● **PROBLEM TO WORK ON**:
For the data below, restate word for word only the lines from the line containing "Non-negative integral offsets." through the line containing "Value::Number(n) => match", both ends included.

** DATASET CONTENT follows **

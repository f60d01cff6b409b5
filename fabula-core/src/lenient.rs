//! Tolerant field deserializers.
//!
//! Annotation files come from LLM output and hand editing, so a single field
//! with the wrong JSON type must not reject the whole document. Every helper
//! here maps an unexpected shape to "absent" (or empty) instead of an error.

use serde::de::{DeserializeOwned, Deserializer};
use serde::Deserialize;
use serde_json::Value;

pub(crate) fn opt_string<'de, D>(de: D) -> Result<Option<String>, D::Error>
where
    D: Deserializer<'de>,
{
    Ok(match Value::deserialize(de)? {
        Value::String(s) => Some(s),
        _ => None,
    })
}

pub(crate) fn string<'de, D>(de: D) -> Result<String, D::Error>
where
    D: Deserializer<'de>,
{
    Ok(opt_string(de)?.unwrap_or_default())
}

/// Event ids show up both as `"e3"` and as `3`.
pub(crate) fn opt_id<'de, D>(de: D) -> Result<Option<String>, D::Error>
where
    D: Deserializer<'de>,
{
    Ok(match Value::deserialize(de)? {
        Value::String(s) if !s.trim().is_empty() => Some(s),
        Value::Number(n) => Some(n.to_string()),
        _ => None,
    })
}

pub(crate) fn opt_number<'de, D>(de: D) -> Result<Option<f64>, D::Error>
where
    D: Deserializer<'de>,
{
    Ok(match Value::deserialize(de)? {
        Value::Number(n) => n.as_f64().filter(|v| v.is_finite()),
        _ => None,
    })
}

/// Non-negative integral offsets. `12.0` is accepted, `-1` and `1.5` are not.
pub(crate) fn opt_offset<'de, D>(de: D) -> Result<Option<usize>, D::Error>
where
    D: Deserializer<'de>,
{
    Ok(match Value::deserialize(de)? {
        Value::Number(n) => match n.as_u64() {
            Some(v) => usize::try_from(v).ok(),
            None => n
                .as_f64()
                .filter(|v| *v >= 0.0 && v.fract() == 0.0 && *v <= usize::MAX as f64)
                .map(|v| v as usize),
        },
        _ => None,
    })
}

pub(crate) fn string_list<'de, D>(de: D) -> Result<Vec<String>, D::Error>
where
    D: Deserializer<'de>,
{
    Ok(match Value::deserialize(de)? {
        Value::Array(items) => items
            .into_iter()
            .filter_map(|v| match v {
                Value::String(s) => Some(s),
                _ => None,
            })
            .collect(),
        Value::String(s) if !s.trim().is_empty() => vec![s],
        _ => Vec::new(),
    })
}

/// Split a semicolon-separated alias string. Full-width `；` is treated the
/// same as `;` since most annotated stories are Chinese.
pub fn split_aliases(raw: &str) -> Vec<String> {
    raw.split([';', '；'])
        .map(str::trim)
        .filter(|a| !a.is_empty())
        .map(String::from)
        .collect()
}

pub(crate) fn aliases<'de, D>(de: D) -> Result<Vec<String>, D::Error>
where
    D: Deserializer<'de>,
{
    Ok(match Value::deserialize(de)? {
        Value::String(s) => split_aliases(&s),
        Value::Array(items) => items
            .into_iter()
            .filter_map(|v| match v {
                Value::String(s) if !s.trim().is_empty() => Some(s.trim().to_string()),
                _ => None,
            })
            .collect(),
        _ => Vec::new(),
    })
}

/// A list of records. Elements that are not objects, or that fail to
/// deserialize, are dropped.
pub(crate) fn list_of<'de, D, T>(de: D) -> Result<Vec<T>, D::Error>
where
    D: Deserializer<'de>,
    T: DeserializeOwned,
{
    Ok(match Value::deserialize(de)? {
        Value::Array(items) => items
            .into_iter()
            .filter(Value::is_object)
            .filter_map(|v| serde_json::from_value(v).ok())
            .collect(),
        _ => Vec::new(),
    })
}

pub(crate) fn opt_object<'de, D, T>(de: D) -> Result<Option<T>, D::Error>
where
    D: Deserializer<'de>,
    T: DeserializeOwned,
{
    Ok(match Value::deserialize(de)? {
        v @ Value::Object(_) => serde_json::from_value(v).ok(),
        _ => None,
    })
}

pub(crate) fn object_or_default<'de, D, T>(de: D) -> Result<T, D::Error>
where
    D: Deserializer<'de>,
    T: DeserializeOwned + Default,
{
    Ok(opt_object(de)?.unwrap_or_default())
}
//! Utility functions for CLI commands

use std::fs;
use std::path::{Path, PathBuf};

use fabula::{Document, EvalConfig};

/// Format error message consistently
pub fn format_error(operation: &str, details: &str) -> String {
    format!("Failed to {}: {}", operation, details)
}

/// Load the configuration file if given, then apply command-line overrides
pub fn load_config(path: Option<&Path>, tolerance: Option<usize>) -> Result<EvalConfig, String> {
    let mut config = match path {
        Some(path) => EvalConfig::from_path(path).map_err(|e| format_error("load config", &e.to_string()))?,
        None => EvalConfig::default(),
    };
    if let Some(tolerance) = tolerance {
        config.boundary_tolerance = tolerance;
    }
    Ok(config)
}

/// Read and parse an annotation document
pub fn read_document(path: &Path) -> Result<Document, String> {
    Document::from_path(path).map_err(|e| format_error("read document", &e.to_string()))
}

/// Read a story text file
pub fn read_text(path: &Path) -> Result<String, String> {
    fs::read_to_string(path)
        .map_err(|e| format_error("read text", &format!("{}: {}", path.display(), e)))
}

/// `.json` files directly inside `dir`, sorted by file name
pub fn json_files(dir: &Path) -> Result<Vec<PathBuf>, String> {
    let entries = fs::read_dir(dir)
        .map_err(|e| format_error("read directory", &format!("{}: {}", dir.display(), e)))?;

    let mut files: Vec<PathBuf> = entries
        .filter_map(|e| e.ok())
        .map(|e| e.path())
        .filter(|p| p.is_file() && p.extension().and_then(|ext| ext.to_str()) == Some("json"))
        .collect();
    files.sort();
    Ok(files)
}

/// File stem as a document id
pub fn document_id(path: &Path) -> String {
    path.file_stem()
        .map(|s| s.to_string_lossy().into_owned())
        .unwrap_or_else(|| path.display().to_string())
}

** End of DATASET CONTENT **

● **OUTPUT BELOW**:
/// Non-negative integral offsets. `12.0` is accepted, `-1` and `1.5` are not.
pub(crate) fn opt_offset<'de, D>(de: D) -> Result<Option<usize>, D::Error>
where
    D: Deserializer<'de>,
{
    Ok(match Value::deserialize(de)? {
        Value::Number(n) => match n.as_u64() {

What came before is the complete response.